(Stored items)

//! End-to-end channel scenarios over the in-memory store and bus.

use copresence::{
    ChannelConfig, ClientId, ConfigRegistry, LockError, ManualClock, MemoryBus, MemoryStore,
    PresenceError, PresenceHub, StoreError, UserId,
};
use serde_json::json;
use std::sync::Arc;

struct TestBed {
    hub: PresenceHub,
    bus: Arc<MemoryBus>,
    clock: Arc<ManualClock>,
    store: Arc<MemoryStore>,
}

fn testbed() -> TestBed {
    let clock = Arc::new(ManualClock::new(1_700_000_000));
    let store = Arc::new(MemoryStore::with_clock(clock.clone()));
    let bus = Arc::new(MemoryBus::new());

    let registry = ConfigRegistry::new();
    registry.register_prefix("/test", |name| match name {
        "/test/public1" | "/test/public2" => Some(ChannelConfig::new().public(true)),
        "/test/count-only" => Some(ChannelConfig::new().public(true).count_only(true)),
        "/test/allowed-users" => Some(ChannelConfig::new().allowed_users([UserId(5)])),
        "/test/no-access" => Some(ChannelConfig::new()),
        _ => None,
    });

    let hub = PresenceHub::new(registry, store.clone(), bus.clone()).clock(clock.clone());
    TestBed {
        hub,
        bus,
        clock,
        store,
    }
}

#[tokio::test]
async fn multi_client_enter_and_leave_publish_once_each() {
    let bed = testbed();
    let channel = bed.hub.channel("/test/public1").unwrap();
    let user = UserId(42);

    channel.present(user, &ClientId::from("1")).await.unwrap();
    channel.present(user, &ClientId::from("2")).await.unwrap();

    // Second device joined an already-present user: still one event.
    let topic = channel.bus_topic_name();
    assert_eq!(bed.bus.messages(&topic).len(), 1);
    assert_eq!(
        bed.bus.messages(&topic)[0].payload,
        json!({ "enteringUsers": [{ "id": 42 }] })
    );

    channel.leave(user, &ClientId::from("2")).await.unwrap();
    // One device remains; the user has not left yet.
    assert_eq!(bed.bus.messages(&topic).len(), 1);
    assert_eq!(channel.user_ids().await.unwrap().len(), 1);

    channel.leave(user, &ClientId::from("1")).await.unwrap();
    assert!(channel.user_ids().await.unwrap().is_empty());

    let messages = bed.bus.messages(&topic);
    assert_eq!(messages.len(), 2);
    assert_eq!(messages[1].payload, json!({ "leavingUserIds": [42] }));
}

#[tokio::test]
async fn repeated_present_publishes_single_entering_event() {
    let bed = testbed();
    let channel = bed.hub.channel("/test/public1").unwrap();
    let client = ClientId::from("a");

    for _ in 0..3 {
        channel.present(UserId(7), &client).await.unwrap();
    }

    assert_eq!(bed.bus.messages(&channel.bus_topic_name()).len(), 1);
    assert_eq!(channel.count().await.unwrap(), 1);
}

#[tokio::test]
async fn repeated_leave_publishes_single_leaving_event() {
    let bed = testbed();
    let channel = bed.hub.channel("/test/public1").unwrap();
    let client = ClientId::from("a");

    channel.present(UserId(7), &client).await.unwrap();
    for _ in 0..3 {
        channel.leave(UserId(7), &client).await.unwrap();
    }

    assert_eq!(bed.bus.messages(&channel.bus_topic_name()).len(), 2);
}

#[tokio::test]
async fn leave_of_absent_entry_is_a_noop() {
    let bed = testbed();
    let channel = bed.hub.channel("/test/public1").unwrap();

    channel.leave(UserId(1), &ClientId::from("a")).await.unwrap();

    assert!(bed.bus.messages(&channel.bus_topic_name()).is_empty());
}

#[tokio::test]
async fn count_only_channel_publishes_deltas_without_identities() {
    let bed = testbed();
    let channel = bed.hub.channel("/test/count-only").unwrap();
    let client = ClientId::from("a");

    channel.present(UserId(7), &client).await.unwrap();
    channel.leave(UserId(7), &client).await.unwrap();

    let messages = bed.bus.messages(&channel.bus_topic_name());
    assert_eq!(messages.len(), 2);
    assert_eq!(messages[0].payload, json!({ "countDelta": 1 }));
    assert_eq!(messages[1].payload, json!({ "countDelta": -1 }));
}

#[tokio::test]
async fn allow_list_gates_entry_and_viewing() {
    let bed = testbed();
    let channel = bed.hub.channel("/test/allowed-users").unwrap();

    assert!(channel.can_enter(Some(UserId(5))));
    assert!(!channel.can_enter(Some(UserId(6))));
    assert!(!channel.can_view(None));

    let err = channel
        .present(UserId(6), &ClientId::from("a"))
        .await
        .unwrap_err();
    assert!(matches!(err, PresenceError::Forbidden(name) if name == "/test/allowed-users"));

    channel.present(UserId(5), &ClientId::from("a")).await.unwrap();
    let messages = bed.bus.messages(&channel.bus_topic_name());
    assert_eq!(messages.len(), 1);
    // Restriction metadata rides along with the publish, outside the body.
    assert_eq!(messages[0].options.allowed_user_ids, Some(vec![UserId(5)]));
    assert_eq!(messages[0].payload, json!({ "enteringUsers": [{ "id": 5 }] }));
}

#[tokio::test]
async fn no_access_channel_denies_everyone() {
    let bed = testbed();
    let channel = bed.hub.channel("/test/no-access").unwrap();

    assert!(!channel.can_enter(Some(UserId(1))));
    assert!(!channel.can_view(Some(UserId(1))));
    assert!(matches!(
        channel.present(UserId(1), &ClientId::from("a")).await,
        Err(PresenceError::Forbidden(_))
    ));
}

#[tokio::test]
async fn unknown_channel_is_not_found_not_forbidden() {
    let bed = testbed();

    // No prefix matches.
    assert!(matches!(
        bed.hub.channel("/video/1"),
        Err(PresenceError::NotFound(_))
    ));
    // Prefix matches but the resolver declines the name.
    assert!(matches!(
        bed.hub.channel("/test/unknown"),
        Err(PresenceError::NotFound(_))
    ));
}

#[tokio::test]
async fn sweep_expires_abandoned_entries() {
    let bed = testbed();
    let channel = bed.hub.channel("/test/public1").unwrap();
    channel.present(UserId(9), &ClientId::from("a")).await.unwrap();

    bed.clock.advance(61);
    bed.hub.auto_leave_all().await.unwrap();

    let messages = bed.bus.messages("/presence/test/public1");
    assert_eq!(messages.len(), 2);
    assert_eq!(messages[1].payload, json!({ "leavingUserIds": [9] }));

    let channel = bed.hub.channel("/test/public1").unwrap();
    assert!(channel.user_ids().await.unwrap().is_empty());
}

#[tokio::test]
async fn sweep_never_removes_young_entries() {
    let bed = testbed();
    let channel = bed.hub.channel("/test/public1").unwrap();
    channel.present(UserId(9), &ClientId::from("a")).await.unwrap();

    bed.clock.advance(59);
    bed.hub.auto_leave_all().await.unwrap();

    let channel = bed.hub.channel("/test/public1").unwrap();
    assert_eq!(
        channel.user_ids().await.unwrap(),
        [UserId(9)].into_iter().collect()
    );
    assert_eq!(bed.bus.messages("/presence/test/public1").len(), 1);
}

#[tokio::test]
async fn present_refreshes_the_entry() {
    let bed = testbed();
    let channel = bed.hub.channel("/test/public1").unwrap();
    let client = ClientId::from("a");

    channel.present(UserId(9), &client).await.unwrap();
    bed.clock.advance(40);
    channel.present(UserId(9), &client).await.unwrap();
    bed.clock.advance(40);

    // 80s since first call, 40s since refresh: still present.
    bed.hub.auto_leave_all().await.unwrap();
    let channel = bed.hub.channel("/test/public1").unwrap();
    assert_eq!(channel.count().await.unwrap(), 1);
    assert_eq!(bed.bus.messages("/presence/test/public1").len(), 1);
}

#[tokio::test]
async fn sweep_batches_leaves_into_one_event() {
    let bed = testbed();
    let channel = bed.hub.channel("/test/public1").unwrap();
    channel.present(UserId(1), &ClientId::from("a")).await.unwrap();
    channel.present(UserId(2), &ClientId::from("b")).await.unwrap();
    channel.present(UserId(3), &ClientId::from("c")).await.unwrap();

    bed.clock.advance(61);
    bed.hub.auto_leave_all().await.unwrap();

    let messages = bed.bus.messages("/presence/test/public1");
    // Three enters, then a single batched leave.
    assert_eq!(messages.len(), 4);
    assert_eq!(messages[3].payload, json!({ "leavingUserIds": [1, 2, 3] }));
}

#[tokio::test]
async fn state_snapshots_membership_with_bus_position() {
    let bed = testbed();
    let channel = bed.hub.channel("/test/public1").unwrap();
    channel.present(UserId(1), &ClientId::from("a")).await.unwrap();
    channel.present(UserId(2), &ClientId::from("b")).await.unwrap();

    let state = channel.state().await.unwrap();
    assert_eq!(state.count, 2);
    assert_eq!(state.count, state.user_ids.len());
    assert_eq!(
        state.user_ids,
        [UserId(1), UserId(2)].into_iter().collect()
    );
    assert_eq!(
        state.bus_last_id,
        bed.bus.messages(&channel.bus_topic_name()).last().unwrap().id
    );
}

#[tokio::test]
async fn channels_are_independent() {
    let bed = testbed();
    let first = bed.hub.channel("/test/public1").unwrap();
    let second = bed.hub.channel("/test/public2").unwrap();
    let client = ClientId::from("a");

    first.present(UserId(1), &client).await.unwrap();
    second.present(UserId(1), &client).await.unwrap();
    first.leave(UserId(1), &client).await.unwrap();

    assert!(first.user_ids().await.unwrap().is_empty());
    assert_eq!(second.count().await.unwrap(), 1);
    assert_eq!(bed.bus.messages(&first.bus_topic_name()).len(), 2);
    assert_eq!(bed.bus.messages(&second.bus_topic_name()).len(), 1);
}

#[tokio::test]
async fn store_failure_surfaces_and_releases_the_lock() {
    let bed = testbed();
    let channel = bed.hub.channel("/test/public1").unwrap();
    channel.present(UserId(1), &ClientId::from("a")).await.unwrap();

    bed.store.set_read_only(true);
    let err = channel
        .present(UserId(2), &ClientId::from("a"))
        .await
        .unwrap_err();
    // The write-rejecting store is hit first while taking the lock.
    assert!(matches!(
        err,
        PresenceError::Lock(LockError::Store(StoreError::ReadOnly))
    ));
    // The failed operation committed nothing and published nothing.
    assert_eq!(bed.bus.messages(&channel.bus_topic_name()).len(), 1);
    assert_eq!(channel.count().await.unwrap(), 1);

    // After failback the channel is not wedged by a stuck lock.
    bed.store.set_read_only(false);
    channel.present(UserId(2), &ClientId::from("a")).await.unwrap();
    assert_eq!(channel.count().await.unwrap(), 2);
}

#[tokio::test]
async fn count_always_matches_user_ids() {
    let bed = testbed();
    let channel = bed.hub.channel("/test/public1").unwrap();

    let steps: &[(u64, &str, bool)] = &[
        (1, "a", true),
        (1, "b", true),
        (2, "a", true),
        (1, "a", false),
        (3, "a", true),
        (2, "a", false),
        (1, "b", false),
    ];
    for &(user, client, enter) in steps {
        let client = ClientId::from(client);
        if enter {
            channel.present(UserId(user), &client).await.unwrap();
        } else {
            channel.leave(UserId(user), &client).await.unwrap();
        }
        assert_eq!(
            channel.count().await.unwrap(),
            channel.user_ids().await.unwrap().len()
        );
    }

    assert_eq!(
        channel.user_ids().await.unwrap(),
        [UserId(3)].into_iter().collect()
    );
}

**PROBLEM TO SOLVE**
The answer must be every line from the records above that contains the word "LockError", copied in full.

**RESULT OF THE TASK**
    ChannelConfig, ClientId, ConfigRegistry, LockError, ManualClock, MemoryBus, MemoryStore,
        PresenceError::Lock(LockError::Store(StoreError::ReadOnly))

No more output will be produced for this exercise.